Exercise requirements: Where the word "title" occurs in a line of the listing below, copy that line.

Supplied information:
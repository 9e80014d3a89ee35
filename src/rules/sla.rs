//! SLA breach detection for open cases.

use chrono::{DateTime, Utc};
use std::borrow::Cow;

use crate::config::SlaConfig;
use crate::model::Case;

/// Flag a case once it has been open longer than its priority allows.
///
/// One-way: an already breached case is returned unchanged, and resolved or
/// closed cases are never flagged.
pub fn apply<'a>(case: &'a Case, now: DateTime<Utc>, policy: &SlaConfig) -> Cow<'a, Case> {
  if case.sla_breached || case.status.is_terminal() {
    return Cow::Borrowed(case);
  }
  if now - case.created_at <= policy.limit_for(case.priority) {
    return Cow::Borrowed(case);
  }
  Cow::Owned(Case {
    sla_breached: true,
    ..case.clone()
  })
}
//! High-frequency telemetry refresh for devices and feeds.
//!
//! Only the telemetry-owned fields (`cpu_load`, `latency_ms`) are written,
//! always through [`EntityStore::update`](crate::store::EntityStore::update),
//! so concurrent reconciliation never loses a write.

use rand::Rng;
use std::time::Duration;
use tokio::sync::watch;
use tokio::task::JoinHandle;
use tokio::time::{interval, MissedTickBehavior};
use tracing::trace;

use crate::model::FeedStatus;
use crate::store::{Stores, Updated};

const MAX_LATENCY_MS: i64 = 5_000;

/// Apply one round of telemetry jitter. Returns the number of entities changed.
pub fn sample(stores: &Stores, rng: &mut impl Rng) -> usize {
  let mut changed = 0;

  for device in stores.devices.get_all() {
    let load_step: f32 = rng.gen_range(-8.0..=8.0);
    let latency_step: i64 = rng.gen_range(-15..=15);
    let result = stores.devices.update(&device.id, |current| {
      let mut next = current.clone();
      next.cpu_load = (current.cpu_load + load_step).clamp(0.0, 100.0);
      next.latency_ms = jitter_latency(current.latency_ms, latency_step);
      Some(next)
    });
    if matches!(result, Ok(Updated::Changed(_))) {
      changed += 1;
    }
  }

  for feed in stores.feeds.get_all() {
    if feed.status != FeedStatus::Active {
      continue;
    }
    let latency_step: i64 = rng.gen_range(-25..=25);
    let result = stores.feeds.update(&feed.id, |current| {
      let mut next = current.clone();
      next.latency_ms = jitter_latency(current.latency_ms, latency_step);
      Some(next)
    });
    if matches!(result, Ok(Updated::Changed(_))) {
      changed += 1;
    }
  }

  changed
}

fn jitter_latency(current: u32, step: i64) -> u32 {
  (i64::from(current) + step).clamp(1, MAX_LATENCY_MS) as u32
}

/// Run [`sample`] every `period` until `shutdown` flips to true.
///
/// This loop has no failure path and never talks to the remote service.
pub fn spawn(stores: Stores, period: Duration, mut shutdown: watch::Receiver<bool>) -> JoinHandle<()> {
  tokio::spawn(async move {
    let mut ticker = interval(period);
    ticker.set_missed_tick_behavior(MissedTickBehavior::Delay);
    loop {
      if *shutdown.borrow() {
        break;
      }
      tokio::select! {
        biased;
        _ = shutdown.changed() => break,
        _ = ticker.tick() => {}
      }
      let changed = sample(&stores, &mut rand::thread_rng());
      trace!(changed, "telemetry sampled");
    }
  })
}
use chrono::{DateTime, Utc};
use serde::Serialize;
use std::sync::{Arc, Mutex, MutexGuard, PoisonError};
use tokio::sync::broadcast::{self, error::RecvError, error::TryRecvError};
use tracing::debug;

use crate::store::{Entity, EntityKind, EntityStore, StoreChange, Unsubscribe};
use crate::sync::TickSummary;

/// Notification topics
#[derive(Debug, Clone, Copy, PartialEq, Eq, Hash)]
pub enum Topic {
  EntityChanged,
  SystemTick,
  UserNotification,
}

#[derive(Debug, Clone, Copy, PartialEq, Eq, Serialize)]
#[serde(rename_all = "snake_case")]
pub enum ChangeKind {
  Upserted,
  Deleted,
}

#[derive(Debug, Clone, Copy, PartialEq, Eq, Serialize)]
#[serde(rename_all = "snake_case")]
pub enum NoticeLevel {
  Info,
  Warning,
}

/// User-visible message, e.g. a degraded remote call
#[derive(Debug, Clone, PartialEq, Serialize)]
pub struct Notice {
  pub level: NoticeLevel,
  pub message: String,
  pub at: DateTime<Utc>,
}

impl Notice {
  pub fn warning(message: impl Into<String>) -> Self {
    Self {
      level: NoticeLevel::Warning,
      message: message.into(),
      at: Utc::now(),
    }
  }
}

/// Engine notifications
#[derive(Debug, Clone, PartialEq)]
pub enum Event {
  /// A store committed a mutation
  EntityChanged {
    kind: EntityKind,
    id: String,
    change: ChangeKind,
  },
  /// Coarse "something changed" signal, once per sync tick
  SystemTick(TickSummary),
  UserNotification(Notice),
}

impl Event {
  pub fn topic(&self) -> Topic {
    match self {
      Event::EntityChanged { .. } => Topic::EntityChanged,
      Event::SystemTick(_) => Topic::SystemTick,
      Event::UserNotification(_) => Topic::UserNotification,
    }
  }
}

/// Events buffered per subscriber before the oldest are dropped
pub const DEFAULT_CAPACITY: usize = 1024;

struct Subscriber {
  id: u64,
  topics: Vec<Topic>,
  tx: broadcast::Sender<Event>,
}

struct HubState {
  next_id: u64,
  capacity: usize,
  subscribers: Vec<Subscriber>,
}

/// Publish point for engine notifications.
///
/// Owned by the engine and passed by handle to whoever needs it. Any number
/// of subscribers may attach or detach at any time; events of one topic
/// reach each subscriber in publish order.
///
/// Each subscriber has a bounded queue. A subscriber that falls more than
/// `capacity` events behind loses the oldest ones, counted by
/// [`Subscription::lagged`]; publishing never blocks or grows without bound.
#[derive(Clone)]
pub struct NotificationHub {
  state: Arc<Mutex<HubState>>,
}

impl Default for NotificationHub {
  fn default() -> Self {
    Self::with_capacity(DEFAULT_CAPACITY)
  }
}

impl NotificationHub {
  pub fn new() -> Self {
    Self::default()
  }

  pub fn with_capacity(capacity: usize) -> Self {
    Self {
      state: Arc::new(Mutex::new(HubState {
        next_id: 0,
        capacity: capacity.max(1),
        subscribers: Vec::new(),
      })),
    }
  }

  fn lock(&self) -> MutexGuard<'_, HubState> {
    self.state.lock().unwrap_or_else(PoisonError::into_inner)
  }

  /// Subscribe to `topics`. An empty slice subscribes to everything.
  pub fn subscribe(&self, topics: &[Topic]) -> Subscription {
    let mut state = self.lock();
    let (tx, rx) = broadcast::channel(state.capacity);
    state.next_id += 1;
    let id = state.next_id;
    state.subscribers.push(Subscriber {
      id,
      topics: topics.to_vec(),
      tx,
    });
    Subscription {
      id,
      rx,
      lagged: 0,
      hub: self.clone(),
    }
  }

  /// Deliver `event` to every interested subscriber. Returns the number reached.
  ///
  /// Subscribers whose receiver was dropped are pruned here.
  pub fn publish(&self, event: Event) -> usize {
    let topic = event.topic();
    let mut state = self.lock();
    let mut delivered = 0;
    state.subscribers.retain(|s| {
      if !s.topics.is_empty() && !s.topics.contains(&topic) {
        return s.tx.receiver_count() > 0;
      }
      match s.tx.send(event.clone()) {
        Ok(_) => {
          delivered += 1;
          true
        }
        Err(_) => false,
      }
    });
    delivered
  }

  pub fn subscriber_count(&self) -> usize {
    self.lock().subscribers.len()
  }

  fn remove(&self, id: u64) {
    self.lock().subscribers.retain(|s| s.id != id);
  }

  /// Forward a store's committed mutations as [`Event::EntityChanged`].
  pub fn watch_store<T: Entity>(&self, store: &EntityStore<T>) -> Unsubscribe<T> {
    let hub = self.clone();
    store.subscribe(move |change: &StoreChange<T>| {
      let change_kind = match change {
        StoreChange::Upserted(_) => ChangeKind::Upserted,
        StoreChange::Deleted { .. } => ChangeKind::Deleted,
      };
      hub.publish(Event::EntityChanged {
        kind: T::kind(),
        id: change.id().to_string(),
        change: change_kind,
      });
    })
  }
}

/// Receiving end of a hub subscription
pub struct Subscription {
  id: u64,
  rx: broadcast::Receiver<Event>,
  lagged: u64,
  hub: NotificationHub,
}

impl Subscription {
  /// Receive the next event. Returns None once unsubscribed.
  pub async fn next(&mut self) -> Option<Event> {
    loop {
      match self.rx.recv().await {
        Ok(event) => return Some(event),
        Err(RecvError::Lagged(skipped)) => self.skip(skipped),
        Err(RecvError::Closed) => return None,
      }
    }
  }

  /// Receive without waiting
  pub fn try_next(&mut self) -> Option<Event> {
    loop {
      match self.rx.try_recv() {
        Ok(event) => return Some(event),
        Err(TryRecvError::Lagged(skipped)) => self.skip(skipped),
        Err(_) => return None,
      }
    }
  }

  /// Events dropped because this subscriber fell behind
  pub fn lagged(&self) -> u64 {
    self.lagged
  }

  fn skip(&mut self, skipped: u64) {
    self.lagged += skipped;
    debug!(subscriber = self.id, skipped, "slow subscriber dropped events");
  }

  /// Drain everything currently queued
  pub fn drain(&mut self) -> Vec<Event> {
    std::iter::from_fn(|| self.try_next()).collect()
  }

  pub fn unsubscribe(self) {
    self.hub.remove(self.id);
  }
}
use async_trait::async_trait;
use serde_json::Value;
use thiserror::Error;

use crate::model::{Case, Device, Threat};
use crate::store::EntityKind;

use super::api_types::{CampaignRisk, ComplianceVerdict, PlaybookSuggestion};

/// Why a remote operation failed. Every variant is recoverable by falling
/// back to a local computation.
#[derive(Debug, Error)]
pub enum RemoteError {
  #[error("no remote service configured")]
  Offline,
  #[error("request to {endpoint} failed: {source}")]
  Transport {
    endpoint: String,
    #[source]
    source: reqwest::Error,
  },
  #[error("{endpoint} returned HTTP {status}")]
  Status { endpoint: String, status: u16 },
  #[error("{endpoint} returned an undecodable body: {reason}")]
  Decode { endpoint: String, reason: String },
  #[error("invalid endpoint {path}: {reason}")]
  Endpoint { path: String, reason: String },
}

/// The authoritative entity and analysis service.
///
/// Operations are plain request/response calls. Implementations do not
/// retry or enforce timeouts; the resilient client owns both concerns.
#[async_trait]
pub trait RemoteService: Send + Sync {
  /// Raw records for one entity kind
  async fn fetch_snapshot(&self, kind: EntityKind) -> Result<Vec<Value>, RemoteError>;

  async fn evaluate_compliance(&self, device: &Device) -> Result<ComplianceVerdict, RemoteError>;

  async fn suggest_playbook(&self, case: &Case) -> Result<PlaybookSuggestion, RemoteError>;

  async fn campaign_risk(&self, threats: &[Threat]) -> Result<CampaignRisk, RemoteError>;
}

/// Stand-in used when no remote URL is configured. Every call fails
/// immediately, so callers resolve everything locally.
#[derive(Debug, Clone, Copy, Default)]
pub struct OfflineRemote;

#[async_trait]
impl RemoteService for OfflineRemote {
  async fn fetch_snapshot(&self, _kind: EntityKind) -> Result<Vec<Value>, RemoteError> {
    Err(RemoteError::Offline)
  }

  async fn evaluate_compliance(&self, _device: &Device) -> Result<ComplianceVerdict, RemoteError> {
    Err(RemoteError::Offline)
  }

  async fn suggest_playbook(&self, _case: &Case) -> Result<PlaybookSuggestion, RemoteError> {
    Err(RemoteError::Offline)
  }

  async fn campaign_risk(&self, _threats: &[Threat]) -> Result<CampaignRisk, RemoteError> {
    Err(RemoteError::Offline)
  }
}
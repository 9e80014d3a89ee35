//! Security-intelligence entities and the ingestion boundary that normalizes them.

mod impls;
pub mod lenient;
pub mod normalize;
mod types;

pub use normalize::{decode_batch, normalize_indicator, Decoded};
pub use types::{
  Case, CaseStatus, Device, Feed, FeedStatus, Priority, Severity, Threat, ThreatStatus,
  ThreatType, User, UserStatus,
};
//! Bloom-guarded deduplication for incoming records.

use tracing::trace;

use crate::config::FilterSizing;

use super::bloom::MembershipFilter;

/// Records that can be deduplicated by a natural key.
pub trait Deduplicate: Clone {
  /// Key identifying "the same" record across sources (e.g. indicator + type)
  fn natural_key(&self) -> String;

  /// Fold a re-observed `candidate` into `self`.
  ///
  /// Confidence grows by `increment` capped at 100, and recency is never
  /// moved backwards.
  fn merge_from(&self, candidate: &Self, increment: u8) -> Self;
}

/// Result of [`DeduplicationFilter::should_add`].
#[derive(Debug, Clone, PartialEq)]
pub struct DedupOutcome<T> {
  /// True when the candidate should be committed as a new entity
  pub is_new: bool,
  /// The candidate itself when new, otherwise the refreshed existing record
  pub merged: T,
}

/// Counters for diagnostics.
#[derive(Debug, Clone, Copy, Default, PartialEq, Eq)]
pub struct DedupStats {
  pub checked: u64,
  /// Filter said "definitely new", no lookup needed
  pub definitely_new: u64,
  /// Filter said "maybe", exact lookup performed
  pub confirmation_queries: u64,
  pub duplicates: u64,
  /// Filter said "maybe" but the lookup found nothing
  pub false_positives: u64,
}

/// Probabilistic pre-check in front of an exact lookup.
///
/// The membership filter only decides the cheap "definitely new" case.
/// Every positive is confirmed against the authoritative collection, so an
/// under-provisioned filter costs extra lookups but never a wrong answer.
#[derive(Debug, Clone)]
pub struct DeduplicationFilter {
  filter: MembershipFilter,
  increment: u8,
  stats: DedupStats,
}

impl DeduplicationFilter {
  pub fn new(sizing: &FilterSizing, confidence_increment: u8) -> Self {
    Self {
      filter: MembershipFilter::new(sizing.expected_items, sizing.false_positive_rate),
      increment: confidence_increment,
      stats: DedupStats::default(),
    }
  }

  /// Register records already present in the store.
  pub fn prime<'a, T: Deduplicate + 'a>(&mut self, existing: impl IntoIterator<Item = &'a T>) {
    for record in existing {
      self.filter.add(&record.natural_key());
    }
  }

  /// Decide whether `candidate` is new.
  ///
  /// `exact_lookup` receives the natural key and must search the real
  /// collection. It is only called when every filter bit is already set.
  pub fn should_add<T, L>(&mut self, candidate: T, exact_lookup: L) -> DedupOutcome<T>
  where
    T: Deduplicate,
    L: FnOnce(&str) -> Option<T>,
  {
    self.stats.checked += 1;
    let key = candidate.natural_key();

    if !self.filter.test(&key) {
      self.stats.definitely_new += 1;
      self.filter.add(&key);
      return DedupOutcome {
        is_new: true,
        merged: candidate,
      };
    }

    self.stats.confirmation_queries += 1;
    match exact_lookup(&key) {
      Some(existing) => {
        self.stats.duplicates += 1;
        DedupOutcome {
          is_new: false,
          merged: existing.merge_from(&candidate, self.increment),
        }
      }
      None => {
        trace!(key = %key, "membership filter false positive");
        self.stats.false_positives += 1;
        self.filter.add(&key);
        DedupOutcome {
          is_new: true,
          merged: candidate,
        }
      }
    }
  }

  pub fn stats(&self) -> DedupStats {
    self.stats
  }
}
//! Local approximations of the remote analysis operations.
//!
//! Every function here is pure and returns the same shape as its remote
//! counterpart.

use chrono::{DateTime, Utc};

use crate::config::AccessConfig;
use crate::model::{Case, Device, Priority, Severity, Threat, ThreatStatus};
use crate::remote::{CampaignRisk, ComplianceVerdict, PlaybookSuggestion};
use crate::rules::dormancy::{self, PATCH_WINDOW_FINDING};

pub const HIGH_LOAD_FINDING: &str = "sustained-high-load";
pub const SLOW_LINK_FINDING: &str = "degraded-connectivity";

const HIGH_LOAD_PERCENT: f32 = 90.0;
const SLOW_LINK_MS: u32 = 1_000;

/// Compliance from patch age and telemetry.
pub fn compliance(device: &Device, now: DateTime<Utc>, policy: &AccessConfig) -> ComplianceVerdict {
  let patch_age_days = (now - device.last_patched).num_days().max(0);
  let mut findings: Vec<String> = device
    .findings
    .iter()
    .filter(|f| f.as_str() != HIGH_LOAD_FINDING && f.as_str() != SLOW_LINK_FINDING)
    .cloned()
    .collect();

  let patch_overdue = dormancy::patch_overdue(device, now, policy);
  if patch_overdue && !findings.iter().any(|f| f == PATCH_WINDOW_FINDING) {
    findings.push(PATCH_WINDOW_FINDING.to_string());
  }
  if device.cpu_load >= HIGH_LOAD_PERCENT {
    findings.push(HIGH_LOAD_FINDING.to_string());
  }
  if device.latency_ms >= SLOW_LINK_MS {
    findings.push(SLOW_LINK_FINDING.to_string());
  }

  let age_risk = (patch_age_days * 2).min(60) as u32;
  let finding_risk = 15 * findings.len() as u32;
  let risk_score = (age_risk + finding_risk).min(100) as u8;

  ComplianceVerdict {
    compliant: device.compliant && !patch_overdue,
    risk_score,
    findings,
  }
}

const KEYWORD_PLAYBOOKS: &[(&[&str], &str)] = &[
  (&["phish", "spoof"], "phishing-response"),
  (&["ransom", "encrypt"], "ransomware-containment"),
  (&["malware", "trojan", "beacon"], "malware-eradication"),
  (&["login", "credential", "brute", "password"], "account-compromise"),
  (&["exfil", "leak"], "data-exfiltration"),
];

fn playbook_steps(playbook: &str) -> &'static [&'static str] {
  match playbook {
    "phishing-response" => &["quarantine message", "reset exposed credentials", "block sender domain"],
    "ransomware-containment" => &["isolate affected hosts", "disable shared drives", "restore from backup"],
    "malware-eradication" => &["isolate host", "collect forensic image", "reimage and patch"],
    "account-compromise" => &["force password reset", "revoke sessions", "enforce mfa"],
    "data-exfiltration" => &["block egress destination", "preserve logs", "notify data owner"],
    "incident-escalation" => &["page on-call lead", "open bridge", "assign incident commander"],
    _ => &["validate alert", "gather context", "assign analyst"],
  }
}

/// Playbook from title keywords, else from priority.
pub fn playbook(case: &Case) -> PlaybookSuggestion {
  let title = case.title.to_lowercase();
  let playbook = KEYWORD_PLAYBOOKS
    .iter()
    .find(|(keywords, _)| keywords.iter().any(|k| title.contains(k)))
    .map(|(_, playbook)| *playbook)
    .unwrap_or(match case.priority {
      Priority::Critical | Priority::High => "incident-escalation",
      Priority::Medium | Priority::Low => "standard-triage",
    });

  PlaybookSuggestion {
    playbook: playbook.to_string(),
    steps: playbook_steps(playbook).iter().map(|s| s.to_string()).collect(),
  }
}

/// Confidence-weighted severity mean over open threats, scaled to 0..=100.
pub fn campaign_risk(threats: &[Threat]) -> CampaignRisk {
  let open: Vec<&Threat> = threats.iter().filter(|t| t.status != ThreatStatus::Closed).collect();
  if open.is_empty() {
    return CampaignRisk {
      score: 0,
      level: Severity::Low,
      contributing: 0,
    };
  }

  let max_weight = Severity::Critical.weight();
  let weighted: u32 = open
    .iter()
    .map(|t| u32::from(t.confidence) * t.severity.weight())
    .sum();
  let score = (weighted / (open.len() as u32 * max_weight)).min(100) as u8;

  CampaignRisk {
    score,
    level: level_for(score),
    contributing: open.len() as u32,
  }
}

fn level_for(score: u8) -> Severity {
  match score {
    75.. => Severity::Critical,
    50..=74 => Severity::High,
    25..=49 => Severity::Medium,
    _ => Severity::Low,
  }
}
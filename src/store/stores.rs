//! The set of entity stores owned by one engine instance.

use color_eyre::{eyre::eyre, Result};
use serde_json::Value;
use std::path::Path;
use std::sync::Arc;
use tracing::{info, warn};

use crate::model::{decode_batch, Case, Device, Feed, Threat, User};

use super::entity_store::EntityStore;
use super::traits::{Entity, EntityKind};

/// One store per entity kind. Cheap to clone; clones share the same stores.
#[derive(Clone, Default)]
pub struct Stores {
  pub threats: Arc<EntityStore<Threat>>,
  pub cases: Arc<EntityStore<Case>>,
  pub feeds: Arc<EntityStore<Feed>>,
  pub users: Arc<EntityStore<User>>,
  pub devices: Arc<EntityStore<Device>>,
}

impl Stores {
  pub fn new() -> Self {
    Self::default()
  }

  /// Load a seed snapshot from a JSON file of the form
  /// `{ "threats": [...], "cases": [...], ... }`.
  ///
  /// Records go through the same lenient decoding as remote snapshots.
  /// Unknown top-level keys are ignored.
  pub fn load_seed(&self, path: &Path) -> Result<usize> {
    let contents = std::fs::read_to_string(path)
      .map_err(|e| eyre!("Failed to read seed file {}: {}", path.display(), e))?;
    let root: Value = serde_json::from_str(&contents)
      .map_err(|e| eyre!("Failed to parse seed file {}: {}", path.display(), e))?;
    let Value::Object(mut sections) = root else {
      return Err(eyre!("Seed file {} must contain a JSON object", path.display()));
    };

    let mut loaded = 0;
    for kind in EntityKind::ALL {
      let records = match sections.remove(kind.as_str()) {
        Some(Value::Array(records)) => records,
        Some(_) => {
          warn!(%kind, "seed section is not an array, skipping");
          continue;
        }
        None => continue,
      };
      loaded += match kind {
        EntityKind::Threat => seed_into(&self.threats, records),
        EntityKind::Case => seed_into(&self.cases, records),
        EntityKind::Feed => seed_into(&self.feeds, records),
        EntityKind::User => seed_into(&self.users, records),
        EntityKind::Device => seed_into(&self.devices, records),
      };
    }

    info!(loaded, path = %path.display(), "seed snapshot loaded");
    Ok(loaded)
  }

  /// Entity counts per kind, for status output.
  pub fn counts(&self) -> Vec<(EntityKind, usize)> {
    vec![
      (EntityKind::Threat, self.threats.len()),
      (EntityKind::Case, self.cases.len()),
      (EntityKind::Feed, self.feeds.len()),
      (EntityKind::User, self.users.len()),
      (EntityKind::Device, self.devices.len()),
    ]
  }
}

fn seed_into<T: Entity>(store: &EntityStore<T>, records: Vec<Value>) -> usize {
  let decoded = decode_batch::<T>(records);
  if decoded.rejected > 0 {
    warn!(kind = %T::kind(), rejected = decoded.rejected, "seed records dropped");
  }
  store.replace_all(decoded.entities)
}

Response for this exercise:
/// Playbook from title keywords, else from priority.
  let title = case.title.to_lowercase();
    .find(|(keywords, _)| keywords.iter().any(|k| title.contains(k)))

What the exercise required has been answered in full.